Wanderings

View Original

Too Little, Too Late

Hospice end-of-life care is paid for in the United States for six months. This care is the most generous benefit of the abysmal government-provided healthcare in the wealthiest country in the world. At least we can support our dying in the last days of life. But the sad fact is that few patients take full or even half advantage of this most important benefit. More importantly, as a result, most patients severely limit the days at the end of their life when they are comfortable and can spend quality time with their loved ones. People who die soon after stopping aggressive treatments likely do not have a great end-of-life experience, given that many therapies, especially cancer treatments, are devastating to the patient. The attitude that one should fight to the end no matter the cost and try as many treatments as possible, without genuine regard for the odds of recovery, contributes to this. Changing this will take brave doctors willing to advise patients of hospice end-of-life care earlier in their terminal disease process. It also takes patients who can advocate for quality of life based health decisions.

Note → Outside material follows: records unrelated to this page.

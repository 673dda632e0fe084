//! Event log parsing.
//!
//! Everything before the CSV header is ignored, as are `CONN_LOG:` lines
//! (only counted) and rows that do not parse (reported at `warn`).

use chrono::NaiveDateTime;
use tracing::warn;

use clocksim_core::events::{CONN_LOG_PREFIX, CSV_HEADER};
use clocksim_core::EventKind;

const TIMESTAMP_PARSE_FORMAT: &str = "%Y-%m-%d %H:%M:%S%.f";

#[derive(Debug, Clone, PartialEq)]
pub struct LoggedEvent {
    pub timestamp: NaiveDateTime,
    pub kind: EventKind,
    pub queue_length: usize,
    pub logical_clock: u64,
}

#[derive(Debug, Clone, Default, PartialEq)]
pub struct MachineLog {
    pub machine_id: u32,
    /// From the `... initialized with clock rate N` header, when present.
    pub tick_rate: Option<u32>,
    pub events: Vec<LoggedEvent>,
    pub connection_successes: usize,
    pub connection_failures: usize,
    pub skipped_lines: usize,
}

/// `machine_<id>.log` -> `id`
pub fn machine_id_from_file_name(name: &str) -> Option<u32> {
    name.strip_prefix("machine_")?
        .strip_suffix(".log")?
        .parse()
        .ok()
}

pub fn parse_log(machine_id: u32, contents: &str) -> MachineLog {
    let mut log = MachineLog {
        machine_id,
        ..MachineLog::default()
    };

    let mut lines = contents.lines();
    for line in lines.by_ref() {
        let line = line.trim();
        if line == CSV_HEADER {
            break;
        }
        if let Some(rate) = line
            .rsplit_once("clock rate ")
            .and_then(|(_, rate)| rate.trim().parse().ok())
        {
            log.tick_rate = Some(rate);
        }
    }

    for line in lines {
        let line = line.trim();
        if line.is_empty() {
            continue;
        }
        if let Some(status) = line.strip_prefix(CONN_LOG_PREFIX) {
            match status.split(',').nth(2).map(str::trim) {
                Some("success") => log.connection_successes += 1,
                Some("failed") => log.connection_failures += 1,
                _ => log.skipped_lines += 1,
            }
            continue;
        }
        match parse_row(line) {
            Some(event) => log.events.push(event),
            None => {
                warn!(machine_id, "Skipping unparseable log line: {line}");
                log.skipped_lines += 1;
            }
        }
    }
    log
}

fn parse_row(line: &str) -> Option<LoggedEvent> {
    let mut parts = line.split(',');
    let (timestamp, kind, queue_length, logical_clock) =
        (parts.next()?, parts.next()?, parts.next()?, parts.next()?);
    if parts.next().is_some() {
        return None;
    }
    Some(LoggedEvent {
        timestamp: NaiveDateTime::parse_from_str(timestamp.trim(), TIMESTAMP_PARSE_FORMAT).ok()?,
        kind: kind.trim().parse().ok()?,
        queue_length: queue_length.trim().parse().ok()?,
        logical_clock: logical_clock.trim().parse().ok()?,
    })
}

#[cfg(test)]
mod tests {
    use super::*;

    const SAMPLE: &str = "\
Machine 3 initialized with clock rate 4

Time,Event,Queue Length,Logical Clock
2025-02-03 14:05:09.042,internal,0,1
CONN_LOG: 2025-02-03 14:05:09.292,127.0.0.1:5001,success
2025-02-03 14:05:09.292,send,0,2
CONN_LOG: 2025-02-03 14:05:09.542,127.0.0.1:5002,failed,Connection refused (os error 111)
2025-02-03 14:05:09.600,receive,1,9
garbage,line
2025-02-03 14:05:09.792,process,0,10
";

    #[test]
    fn parses_rows_and_skips_connection_lines() {
        let log = parse_log(3, SAMPLE);
        assert_eq!(log.tick_rate, Some(4));
        assert_eq!(log.events.len(), 4);
        assert_eq!(log.connection_successes, 1);
        assert_eq!(log.connection_failures, 1);
        assert_eq!(log.skipped_lines, 1);

        let receive = &log.events[2];
        assert_eq!(receive.kind, EventKind::Receive);
        assert_eq!(receive.queue_length, 1);
        assert_eq!(receive.logical_clock, 9);
        assert_eq!(
            receive.timestamp.format("%H:%M:%S%.3f").to_string(),
            "14:05:09.600"
        );
    }

    #[test]
    fn rows_before_header_are_ignored() {
        let log = parse_log(1, "2025-02-03 14:05:09.042,internal,0,1\n");
        assert!(log.events.is_empty());
    }

    #[test]
    fn rejects_unknown_kind_and_extra_columns() {
        assert!(parse_row("2025-02-03 14:05:09.042,connection,0,1").is_none());
        assert!(parse_row("2025-02-03 14:05:09.042,send,0,1,extra").is_none());
        assert!(parse_row("2025-02-03 14:05:09.042,send,-1,1").is_none());
    }

    #[test]
    fn extracts_machine_id_from_file_name() {
        assert_eq!(machine_id_from_file_name("machine_12.log"), Some(12));
        assert_eq!(machine_id_from_file_name("machine_x.log"), None);
        assert_eq!(machine_id_from_file_name("analysis_report.txt"), None);
    }
}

The median time on a hospice service in the United States is 18 days, barely three weeks. This means that half of all hospice patients die within 18 days. Remember that this means some will die in 7 days, some in 16, and some in just one or two days. I have had my share of patients who died before I could visit them a second time. 

Eighteen days or less is far from the 180 days they are allowed and even disturbingly short of the 90 days they could have if the death distribution more closely matched the 180-day service allowance (assuming a normal distribution centered above 90). Think about that. That is 72 days that patients could have had to visit with loved ones, reflect, make peace, and prepare for the next life.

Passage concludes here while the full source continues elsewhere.